= PROBLEM REQUIREMENTS =
Give back the data below exactly, with every line kept the same.

Top of AVAILABLE DATA

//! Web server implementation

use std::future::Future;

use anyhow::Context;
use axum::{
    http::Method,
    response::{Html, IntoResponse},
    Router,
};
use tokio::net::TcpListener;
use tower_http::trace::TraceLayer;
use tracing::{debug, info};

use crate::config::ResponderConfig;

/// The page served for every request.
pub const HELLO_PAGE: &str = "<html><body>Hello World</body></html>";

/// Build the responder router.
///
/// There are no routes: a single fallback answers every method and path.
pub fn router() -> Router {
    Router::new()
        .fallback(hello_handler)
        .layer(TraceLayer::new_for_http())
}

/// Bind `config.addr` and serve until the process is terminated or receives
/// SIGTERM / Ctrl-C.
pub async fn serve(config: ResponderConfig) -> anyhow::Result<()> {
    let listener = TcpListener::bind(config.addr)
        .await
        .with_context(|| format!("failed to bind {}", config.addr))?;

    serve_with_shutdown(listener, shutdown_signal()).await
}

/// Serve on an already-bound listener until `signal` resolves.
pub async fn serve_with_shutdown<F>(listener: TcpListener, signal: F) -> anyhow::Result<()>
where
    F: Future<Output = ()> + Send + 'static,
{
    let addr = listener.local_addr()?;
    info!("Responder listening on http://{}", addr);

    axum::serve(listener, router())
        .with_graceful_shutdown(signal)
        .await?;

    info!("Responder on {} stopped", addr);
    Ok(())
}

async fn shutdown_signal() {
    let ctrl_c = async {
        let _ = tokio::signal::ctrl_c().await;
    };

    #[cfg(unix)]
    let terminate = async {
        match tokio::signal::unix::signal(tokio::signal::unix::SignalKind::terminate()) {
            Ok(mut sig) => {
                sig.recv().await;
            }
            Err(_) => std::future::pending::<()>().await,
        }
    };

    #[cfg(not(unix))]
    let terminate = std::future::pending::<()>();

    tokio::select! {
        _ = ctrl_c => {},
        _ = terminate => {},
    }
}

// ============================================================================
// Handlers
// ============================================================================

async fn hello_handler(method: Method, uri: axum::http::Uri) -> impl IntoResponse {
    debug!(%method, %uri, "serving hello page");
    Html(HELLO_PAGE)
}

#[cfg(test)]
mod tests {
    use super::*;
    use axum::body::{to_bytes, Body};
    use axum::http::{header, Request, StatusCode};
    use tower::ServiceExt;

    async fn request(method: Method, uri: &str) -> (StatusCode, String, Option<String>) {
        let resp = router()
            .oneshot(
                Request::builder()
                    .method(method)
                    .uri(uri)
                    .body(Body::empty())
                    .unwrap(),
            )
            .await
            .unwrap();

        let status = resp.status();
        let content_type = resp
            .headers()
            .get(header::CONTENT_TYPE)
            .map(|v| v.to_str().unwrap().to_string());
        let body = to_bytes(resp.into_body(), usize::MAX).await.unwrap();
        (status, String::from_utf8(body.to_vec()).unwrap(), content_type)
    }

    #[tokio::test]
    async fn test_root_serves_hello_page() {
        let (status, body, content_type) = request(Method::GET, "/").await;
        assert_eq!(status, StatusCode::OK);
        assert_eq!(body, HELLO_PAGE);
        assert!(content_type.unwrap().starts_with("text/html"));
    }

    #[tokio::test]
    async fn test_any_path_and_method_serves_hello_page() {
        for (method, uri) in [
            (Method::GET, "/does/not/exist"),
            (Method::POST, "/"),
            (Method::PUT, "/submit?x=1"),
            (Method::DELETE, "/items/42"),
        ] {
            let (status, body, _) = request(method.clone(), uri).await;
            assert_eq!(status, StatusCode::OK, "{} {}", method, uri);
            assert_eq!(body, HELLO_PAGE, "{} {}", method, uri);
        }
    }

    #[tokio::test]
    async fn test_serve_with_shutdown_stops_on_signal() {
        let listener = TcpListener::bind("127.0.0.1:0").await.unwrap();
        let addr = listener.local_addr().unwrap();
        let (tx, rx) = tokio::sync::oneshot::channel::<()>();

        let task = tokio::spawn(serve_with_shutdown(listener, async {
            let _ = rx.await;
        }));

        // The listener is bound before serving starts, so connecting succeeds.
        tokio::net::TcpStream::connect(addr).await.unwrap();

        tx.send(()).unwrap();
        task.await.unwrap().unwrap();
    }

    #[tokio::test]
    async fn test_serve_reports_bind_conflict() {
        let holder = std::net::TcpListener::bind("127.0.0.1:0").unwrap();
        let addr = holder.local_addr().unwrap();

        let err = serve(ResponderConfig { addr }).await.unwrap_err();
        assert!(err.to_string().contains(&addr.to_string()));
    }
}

Bottom of AVAILABLE DATA

= EXERCISE RESPONSE =
//! Web server implementation

use std::future::Future;

use anyhow::Context;
use axum::{
    http::Method,
    response::{Html, IntoResponse},
    Router,
};
use tokio::net::TcpListener;
use tower_http::trace::TraceLayer;
use tracing::{debug, info};

use crate::config::ResponderConfig;

/// The page served for every request.
pub const HELLO_PAGE: &str = "<html><body>Hello World</body></html>";

/// Build the responder router.
///
/// There are no routes: a single fallback answers every method and path.
pub fn router() -> Router {
    Router::new()
        .fallback(hello_handler)
        .layer(TraceLayer::new_for_http())
}

/// Bind `config.addr` and serve until the process is terminated or receives
/// SIGTERM / Ctrl-C.
pub async fn serve(config: ResponderConfig) -> anyhow::Result<()> {
    let listener = TcpListener::bind(config.addr)
        .await
        .with_context(|| format!("failed to bind {}", config.addr))?;

    serve_with_shutdown(listener, shutdown_signal()).await
}

/// Serve on an already-bound listener until `signal` resolves.
pub async fn serve_with_shutdown<F>(listener: TcpListener, signal: F) -> anyhow::Result<()>
where
    F: Future<Output = ()> + Send + 'static,
{
    let addr = listener.local_addr()?;
    info!("Responder listening on http://{}", addr);

    axum::serve(listener, router())
        .with_graceful_shutdown(signal)
        .await?;

    info!("Responder on {} stopped", addr);
    Ok(())
}

async fn shutdown_signal() {
    let ctrl_c = async {
        let _ = tokio::signal::ctrl_c().await;
    };

    #[cfg(unix)]
    let terminate = async {
        match tokio::signal::unix::signal(tokio::signal::unix::SignalKind::terminate()) {
            Ok(mut sig) => {
                sig.recv().await;
            }
            Err(_) => std::future::pending::<()>().await,
        }
    };

    #[cfg(not(unix))]
    let terminate = std::future::pending::<()>();

    tokio::select! {
        _ = ctrl_c => {},
        _ = terminate => {},
    }
}

// ============================================================================
// Handlers
// ============================================================================

async fn hello_handler(method: Method, uri: axum::http::Uri) -> impl IntoResponse {
    debug!(%method, %uri, "serving hello page");
    Html(HELLO_PAGE)
}

#[cfg(test)]
mod tests {
    use super::*;
    use axum::body::{to_bytes, Body};
    use axum::http::{header, Request, StatusCode};
    use tower::ServiceExt;

    async fn request(method: Method, uri: &str) -> (StatusCode, String, Option<String>) {
        let resp = router()
            .oneshot(
                Request::builder()
                    .method(method)
                    .uri(uri)
                    .body(Body::empty())
                    .unwrap(),
            )
            .await
            .unwrap();

        let status = resp.status();
        let content_type = resp
            .headers()
            .get(header::CONTENT_TYPE)
            .map(|v| v.to_str().unwrap().to_string());
        let body = to_bytes(resp.into_body(), usize::MAX).await.unwrap();
        (status, String::from_utf8(body.to_vec()).unwrap(), content_type)
    }

    #[tokio::test]
    async fn test_root_serves_hello_page() {
        let (status, body, content_type) = request(Method::GET, "/").await;
        assert_eq!(status, StatusCode::OK);
        assert_eq!(body, HELLO_PAGE);
        assert!(content_type.unwrap().starts_with("text/html"));
    }

    #[tokio::test]
    async fn test_any_path_and_method_serves_hello_page() {
        for (method, uri) in [
            (Method::GET, "/does/not/exist"),
            (Method::POST, "/"),
            (Method::PUT, "/submit?x=1"),
            (Method::DELETE, "/items/42"),
        ] {
            let (status, body, _) = request(method.clone(), uri).await;
            assert_eq!(status, StatusCode::OK, "{} {}", method, uri);
            assert_eq!(body, HELLO_PAGE, "{} {}", method, uri);
        }
    }

    #[tokio::test]
    async fn test_serve_with_shutdown_stops_on_signal() {
        let listener = TcpListener::bind("127.0.0.1:0").await.unwrap();
        let addr = listener.local_addr().unwrap();
        let (tx, rx) = tokio::sync::oneshot::channel::<()>();

        let task = tokio::spawn(serve_with_shutdown(listener, async {
            let _ = rx.await;
        }));

        // The listener is bound before serving starts, so connecting succeeds.
        tokio::net::TcpStream::connect(addr).await.unwrap();

        tx.send(()).unwrap();
        task.await.unwrap().unwrap();
    }

    #[tokio::test]
    async fn test_serve_reports_bind_conflict() {
        let holder = std::net::TcpListener::bind("127.0.0.1:0").unwrap();
        let addr = holder.local_addr().unwrap();

        let err = serve(ResponderConfig { addr }).await.unwrap_err();
        assert!(err.to_string().contains(&addr.to_string()));
    }
}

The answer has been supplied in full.